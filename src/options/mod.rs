//! Transform option model
//!
//! A [`TransformOptions`] value is the normalized description of one
//! transform request. It is produced by one of the two decoders:
//!
//! ## Legacy path encoding
//! ```text
//! /c200x200n/jpg,75/http://example.com/image.jpg
//! ```
//!
//! ## Query parameters (blob storage)
//! ```text
//! /media/photos/path/image.jpg?s=300x300&f=webp&g=n&m=crop&q=90
//! ```
//!
//! Once built, options are read-only: the command builder, the cache and the
//! job orchestrator only borrow them.

pub mod legacy;
pub mod query;

use std::fmt;
use std::str::FromStr;

use serde::Serialize;
use thiserror::Error;

use crate::constants::{DEFAULT_QUALITY, STDIO_SENTINEL};

pub use legacy::{build_query_string, decode_legacy_path, repair_protocol, DecodeError};
pub use query::{decode_query_params, resolve_blob_url};

/// Geometric action requested by the client
#[derive(Debug, Clone, Copy, PartialEq, Eq, Default, Serialize)]
#[serde(rename_all = "lowercase")]
pub enum Action {
    Crop,
    #[default]
    Resize,
    Scale,
}

impl Action {
    pub fn as_str(&self) -> &'static str {
        match self {
            Self::Crop => "crop",
            Self::Resize => "resize",
            Self::Scale => "scale",
        }
    }
}

impl fmt::Display for Action {
    fn fmt(&self, f: &mut fmt::Formatter<'_>) -> fmt::Result {
        f.write_str(self.as_str())
    }
}

/// Compass anchor used when cropping
#[derive(Debug, Clone, Copy, PartialEq, Eq, Default, Serialize)]
#[serde(rename_all = "lowercase")]
pub enum Gravity {
    Nw,
    N,
    Ne,
    W,
    #[default]
    C,
    E,
    Sw,
    S,
    Se,
}

impl Gravity {
    pub const ALL: [Gravity; 9] = [
        Gravity::Nw,
        Gravity::N,
        Gravity::Ne,
        Gravity::W,
        Gravity::C,
        Gravity::E,
        Gravity::Sw,
        Gravity::S,
        Gravity::Se,
    ];

    /// Short compass code as it appears in URLs
    pub fn code(&self) -> &'static str {
        match self {
            Self::Nw => "nw",
            Self::N => "n",
            Self::Ne => "ne",
            Self::W => "w",
            Self::C => "c",
            Self::E => "e",
            Self::Sw => "sw",
            Self::S => "s",
            Self::Se => "se",
        }
    }

    /// Lenient parse: unknown or empty input falls back to center
    pub fn from_code_or_default(code: &str) -> Self {
        code.parse().unwrap_or_default()
    }
}

impl FromStr for Gravity {
    type Err = OptionsError;

    fn from_str(s: &str) -> Result<Self, Self::Err> {
        Gravity::ALL
            .into_iter()
            .find(|g| g.code() == s.to_lowercase())
            .ok_or_else(|| OptionsError::UnknownGravity(s.to_string()))
    }
}

/// Errors raised while building [`TransformOptions`]
#[derive(Error, Debug, Clone, PartialEq, Eq)]
pub enum OptionsError {
    #[error("{action} requires both width and height")]
    IncompleteGeometry { action: Action },

    #[error("unknown gravity: {0}")]
    UnknownGravity(String),

    #[error("missing source locator")]
    MissingSource,
}

/// Normalized, validated description of a single transform request.
///
/// Field names follow the serialized form used for the cache fingerprint, so
/// renaming a field invalidates every existing cache entry.
#[derive(Debug, Clone, PartialEq, Eq, Serialize)]
pub struct TransformOptions {
    action: Action,
    width: Option<u32>,
    height: Option<u32>,
    gravity: Gravity,
    format: String,
    quality: u8,
    imagefile: String,
    url: String,
    suffix: String,
}

impl TransformOptions {
    pub fn builder() -> TransformOptionsBuilder {
        TransformOptionsBuilder::default()
    }

    pub fn action(&self) -> Action {
        self.action
    }

    pub fn width(&self) -> Option<u32> {
        self.width
    }

    pub fn height(&self) -> Option<u32> {
        self.height
    }

    pub fn gravity(&self) -> Gravity {
        self.gravity
    }

    /// Output format token (e.g. `jpg`, `webp`)
    pub fn format(&self) -> &str {
        &self.format
    }

    pub fn quality(&self) -> u8 {
        self.quality
    }

    /// The resolvable address of the source image
    pub fn imagefile(&self) -> &str {
        &self.imagefile
    }

    /// Source locator plus pass-through query string; this is what gets fetched
    pub fn url(&self) -> &str {
        &self.url
    }

    /// Extension of the source locator, including the leading dot
    pub fn suffix(&self) -> &str {
        &self.suffix
    }

    /// True when no geometric transform was requested
    pub fn is_convert_only(&self) -> bool {
        self.width.is_none() && self.height.is_none()
    }

    /// `"{width}x{height}"` with an empty string for an absent side
    pub fn dimension_string(&self) -> String {
        format!(
            "{}x{}",
            self.width.map(|w| w.to_string()).unwrap_or_default(),
            self.height.map(|h| h.to_string()).unwrap_or_default()
        )
    }
}

/// Builder for [`TransformOptions`]
///
/// `build()` enforces the constructor preconditions: `crop` and `scale` need
/// both dimensions, and a source locator must be present.
#[derive(Debug, Clone, Default)]
pub struct TransformOptionsBuilder {
    action: Action,
    width: Option<u32>,
    height: Option<u32>,
    gravity: Gravity,
    format: String,
    quality: Option<u8>,
    imagefile: String,
    url: Option<String>,
    suffix: String,
}

impl TransformOptionsBuilder {
    pub fn action(mut self, action: Action) -> Self {
        self.action = action;
        self
    }

    pub fn width(mut self, width: Option<u32>) -> Self {
        self.width = width;
        self
    }

    pub fn height(mut self, height: Option<u32>) -> Self {
        self.height = height;
        self
    }

    pub fn gravity(mut self, gravity: Gravity) -> Self {
        self.gravity = gravity;
        self
    }

    pub fn format(mut self, format: impl Into<String>) -> Self {
        self.format = format.into();
        self
    }

    pub fn quality(mut self, quality: u8) -> Self {
        self.quality = Some(quality.min(100));
        self
    }

    pub fn imagefile(mut self, imagefile: impl Into<String>) -> Self {
        self.imagefile = imagefile.into();
        self
    }

    /// Defaults to `imagefile` when not set
    pub fn url(mut self, url: impl Into<String>) -> Self {
        self.url = Some(url.into());
        self
    }

    pub fn suffix(mut self, suffix: impl Into<String>) -> Self {
        self.suffix = suffix.into();
        self
    }

    pub fn build(self) -> Result<TransformOptions, OptionsError> {
        if matches!(self.action, Action::Crop | Action::Scale)
            && (self.width.is_none() || self.height.is_none())
        {
            return Err(OptionsError::IncompleteGeometry {
                action: self.action,
            });
        }
        if self.imagefile.is_empty() {
            return Err(OptionsError::MissingSource);
        }

        let url = self.url.unwrap_or_else(|| self.imagefile.clone());
        Ok(TransformOptions {
            action: self.action,
            width: self.width,
            height: self.height,
            gravity: self.gravity,
            format: self.format,
            quality: self.quality.unwrap_or(DEFAULT_QUALITY),
            imagefile: self.imagefile,
            url,
            suffix: self.suffix,
        })
    }
}

/// Where the raster engine reads from and writes to
#[derive(Debug, Clone, PartialEq, Eq)]
pub struct FileTargets {
    pub source: String,
    pub sink: String,
}

impl FileTargets {
    /// stdin → stdout, used by the streaming pipeline
    pub fn stdio() -> Self {
        Self {
            source: STDIO_SENTINEL.to_string(),
            sink: STDIO_SENTINEL.to_string(),
        }
    }

    pub fn sink_is_stdout(&self) -> bool {
        self.sink == STDIO_SENTINEL
    }
}

/// Clamp a textual quality value into `0..=100`.
///
/// Mirrors integer-prefix parsing: an optional sign followed by digits, with
/// anything after the digits ignored. Missing or unparsable input yields the
/// default of 80.
pub fn clamp_quality(raw: &str) -> u8 {
    let trimmed = raw.trim_start();
    let (negative, rest) = match trimmed.as_bytes().first() {
        Some(b'-') => (true, &trimmed[1..]),
        Some(b'+') => (false, &trimmed[1..]),
        _ => (false, trimmed),
    };

    let digits_len = rest.bytes().take_while(u8::is_ascii_digit).count();
    if digits_len == 0 {
        return DEFAULT_QUALITY;
    }
    if negative {
        return 0;
    }

    // Too many digits to fit still means "above 100"
    rest[..digits_len]
        .parse::<u64>()
        .map(|q| q.min(100) as u8)
        .unwrap_or(100)
}

/// Filename extension of a locator, including the dot; empty when none.
///
/// Only the last path segment is considered and a leading dot does not
/// count as an extension (`/x/.hidden` has none).
pub fn extension_of(locator: &str) -> String {
    let last_segment = locator.rsplit('/').next().unwrap_or(locator);
    match last_segment.rfind('.') {
        Some(idx) if idx > 0 => last_segment[idx..].to_string(),
        _ => String::new(),
    }
}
______________________________
Work required: Respond with the count of lines above holding the string "when", and leave out everything else.

Task output: 4